Carlos Meglia (December 11, 1957 - August 15, 2008) was an Argentine comic book artist, born in the city of Quilmes, Argentina. One of his best-known creations is the Cybersix series, done in partnership with Carlos Trillo. Meglia died on August 15, 2008, at the age of 50.

==1974==
1974 is when Meglia debuted as an assistant to the illustrator Oswal Sanson, where he produced many illustrations for the magazines Pendulum and Skorpio.

==1979==
Meglia illustrated the comic book adaptations of various literary classics such as Don Quichotte, La Bible pour les Enfants, and several books of Martin Fierro, the poet.

==Early 1980s==
He contributed to several major magazines of Argentina, including Satiricon – a humorous periodical, El Grafico – a sports magazine, and Billiken – a children's magazine.

==1983==
He made his first short comic stories for the Publisher Record.

==1984==
Meglia decided to enter the Hanna-Barbera Studios, where he worked in animation for some popular cartoon series, including The Smurfs, The Flintstones, and Scooby-Doo, Where Are You?, as well as the animated film The Magic Pumpkin.

==1987==
- He teamed up with the famous Argentinian writer, Carlos Trillo, and together they started Irish Coffee which is a comic series about a detective with supernatural powers.
- Meglia subsequently created Big Bang and The Book of Gabriel, the story of an archangel who lost his immortality and must endure a quest to gain forgiveness from the sin he committed.
- He also did the cover art for Acme Editorial (on which it is signed with the pseudonym Mercuria Karur) and was a teacher of illustration at the School of Fine Arts in Quilmes, where he was born.

==1991==
Trillo and Meglia created their most famous character, Cybersix.

==1993==
- Meglia was awarded Best European Comic Character.
- Meglia and Trillo start the two miniseries Lam and Livevil.

==1995==
Cybersix becomes a live-action television series in Argentina however, its low ratings led it to only lasting seven episodes.

==1999==
- Cybersix becomes an animated television series. It debuted in Canada and Argentina on September 6, and was subsequently dubbed for French, Japanese, Malaysian, Polish, South American, and Thai viewers.
- Meglia begins overseeing the production of a film based on Livelil.
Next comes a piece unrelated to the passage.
use super::*;
use crate::test_helpers::*;
use serde_json::json;
use wiremock::matchers::{header, method, path, query_param};
use wiremock::{Mock, MockServer, ResponseTemplate};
==Second half of the 1990s==
After settling down in Spain, Meglia began working for the US market. He cooperated on series such as Wildcats, Dark Horse titles like Star Wars and Spyboy, as well as DC's Superman/Tarzan: Sons of the Jungle, Crimson, Adventures of Superman, and Monster World, as well as Marvel's Elektra.

==2001==
Cybersix animated series wins "Special Mention for the Best Science Fiction Program" at the Pulcinella Awards in Italy.

==2005==
- He created the series Canari with Belgian comic artist Didier Crisse.
- Carlos Meglia died of a heart attack on August 15, 2008, at age 50.

==Bibliography==

- Star Wars: Underworld
- Superman/Tarzan: Sons of the Jungle (2001)
- Adventures of Superman #603-605 (2002)
- Action Comics #799 (2003)
- Superman: Infinite City (2005)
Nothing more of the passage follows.